Records contained in a dataset
****************************************
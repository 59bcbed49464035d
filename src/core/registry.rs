//! In-Process Schema Registry
//!
//! Mapping (subject, schema) -> id dan id -> schema.
//! State hidup selama satu proses benchmark, tidak pernah di-persist.
//!
//! Tidak ada locking internal: registry dipakai single-threaded. Kalau
//! variant dijalankan paralel, bungkus dengan `Mutex` karena alokasi id
//! (baca `next_id`, insert, increment) tidak atomic.

use std::collections::HashMap;

use super::schema::Schema;

/// Id pertama yang dialokasikan registry
pub const BASE_SCHEMA_ID: u32 = 1;

#[derive(Debug, Clone, PartialEq, Eq, thiserror::Error)]
pub enum RegistryError {
    #[error("unknown schema id {0}")]
    UnknownSchemaId(u32),
}

/// Registry schema dengan id monotonic
#[derive(Debug)]
pub struct SchemaRegistry {
    /// id -> schema
    schemas: HashMap<u32, Schema>,
    /// subject -> canonical form -> id
    subjects: HashMap<String, HashMap<String, u32>>,
    next_id: u32,
}

impl Default for SchemaRegistry {
    fn default() -> Self {
        Self::new()
    }
}

impl SchemaRegistry {
    pub fn new() -> Self {
        Self {
            schemas: HashMap::new(),
            subjects: HashMap::new(),
            next_id: BASE_SCHEMA_ID,
        }
    }

    /// Register schema di bawah subject.
    ///
    /// Idempotent: schema identik di subject yang sama mengembalikan id
    /// lama. Schema baru mendapat id berikutnya.
    pub fn register(&mut self, subject: &str, schema: &Schema) -> u32 {
        if let Some(id) = self.lookup(subject, schema) {
            return id;
        }

        let id = self.next_id;
        self.next_id += 1;

        self.subjects
            .entry(subject.to_string())
            .or_default()
            .insert(schema.canonical_form().to_string(), id);
        self.schemas.insert(id, schema.clone());

        tracing::debug!(subject, schema_id = id, "registered schema");
        id
    }

    /// Cari id tanpa register
    pub fn lookup(&self, subject: &str, schema: &Schema) -> Option<u32> {
        self.subjects
            .get(subject)
            .and_then(|versions| versions.get(schema.canonical_form()))
            .copied()
    }

    /// Resolve id ke schema
    #[inline]
    pub fn resolve(&self, id: u32) -> Result<&Schema, RegistryError> {
        self.schemas.get(&id).ok_or(RegistryError::UnknownSchemaId(id))
    }

    /// Jumlah schema yang ter-register
    pub fn len(&self) -> usize {
        self.schemas.len()
    }

    pub fn is_empty(&self) -> bool {
        self.schemas.is_empty()
    }
}
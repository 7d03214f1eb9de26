//! Handler for `admit replay`.

use std::path::Path;

use admit_core::config::OutputFormat;
use miette::Result;

pub fn exec(plan: &Path, format: OutputFormat) -> Result<()> {
    admit_ops::ops_replay::run(plan, format)
}
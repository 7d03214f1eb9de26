//! Shared utilities for Admit.
//!
//! Cross-cutting concerns used by the other Admit crates: the unified error
//! type and terminal status lines.

pub mod errors;
pub mod progress;
//! Operation: replay a plan's script through the queue step by step.

use std::path::Path;

use admit_core::config::OutputFormat;
use admit_core::plan::{Plan, Step};
use serde::Serialize;

use crate::{offer_module, ModuleQueue};

/// What a single script step changed.
#[derive(Debug, Clone, Serialize)]
pub struct StepOutcome {
    pub step: &'static str,
    pub module: String,
    /// Newly accepted modules, in acceptance order.
    #[serde(skip_serializing_if = "Vec::is_empty")]
    pub accepted: Vec<String>,
    /// Deaccepted modules, dependents first.
    #[serde(skip_serializing_if = "Vec::is_empty")]
    pub retracted: Vec<String>,
}

/// The result of replaying a whole script.
#[derive(Debug, Clone, Serialize)]
pub struct ReplayReport {
    pub steps: Vec<StepOutcome>,
    /// Modules accepted once the script has finished, in registration order.
    pub accepted: Vec<String>,
    /// Modules still pending once the script has finished.
    pub pending: Vec<String>,
}

/// Run every step of the plan's script against a fresh queue.
pub fn replay(plan: &Plan) -> ReplayReport {
    let queue = ModuleQueue::new();
    let mut steps = Vec::new();

    for step in plan.script() {
        let outcome = match &step {
            Step::Offer(name) => {
                let accepted = match plan.module(name) {
                    Some(module) => offer_module(&queue, module),
                    None => Vec::new(),
                };
                StepOutcome {
                    step: step.verb(),
                    module: name.clone(),
                    accepted,
                    retracted: Vec::new(),
                }
            }
            Step::Retract(name) => StepOutcome {
                step: step.verb(),
                module: name.clone(),
                accepted: Vec::new(),
                retracted: queue.retract(name),
            },
        };
        tracing::info!(
            step = outcome.step,
            module = %outcome.module,
            accepted = outcome.accepted.len(),
            retracted = outcome.retracted.len(),
            "replayed step"
        );
        steps.push(outcome);
    }

    ReplayReport {
        steps,
        accepted: queue.accepted(),
        pending: queue.pending(),
    }
}

/// Render a replay report as plain text.
pub fn render_text(report: &ReplayReport) -> String {
    let mut output = String::new();
    for outcome in &report.steps {
        output.push_str(&format!("{} {}\n", outcome.step, outcome.module));
        if outcome.accepted.is_empty() && outcome.retracted.is_empty() {
            output.push_str("  (no change)\n");
        }
        for name in &outcome.accepted {
            output.push_str(&format!("  + {name}\n"));
        }
        for name in &outcome.retracted {
            output.push_str(&format!("  - {name}\n"));
        }
    }
    output
}

/// Load the plan at `plan_path`, replay it and print the result.
pub fn run(plan_path: &Path, format: OutputFormat) -> miette::Result<()> {
    let plan = Plan::from_path(plan_path)?;
    admit_util::progress::status("Replaying", &plan_path.display().to_string());

    let report = replay(&plan);
    match format {
        OutputFormat::Text => print!("{}", render_text(&report)),
        OutputFormat::Json => println!("{}", crate::to_json(&report)?),
    }

    admit_util::progress::status_info(
        "Finished",
        &format!(
            "{} steps, {} accepted, {} pending",
            report.steps.len(),
            report.accepted.len(),
            report.pending.len()
        ),
    );
    Ok(())
}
****************************************
PROBLEM TO WORK ON: Each line above holding the word "Some" counts; reply with how many there are, only the number.

SOLUTION TO THIS PROBLEM: 2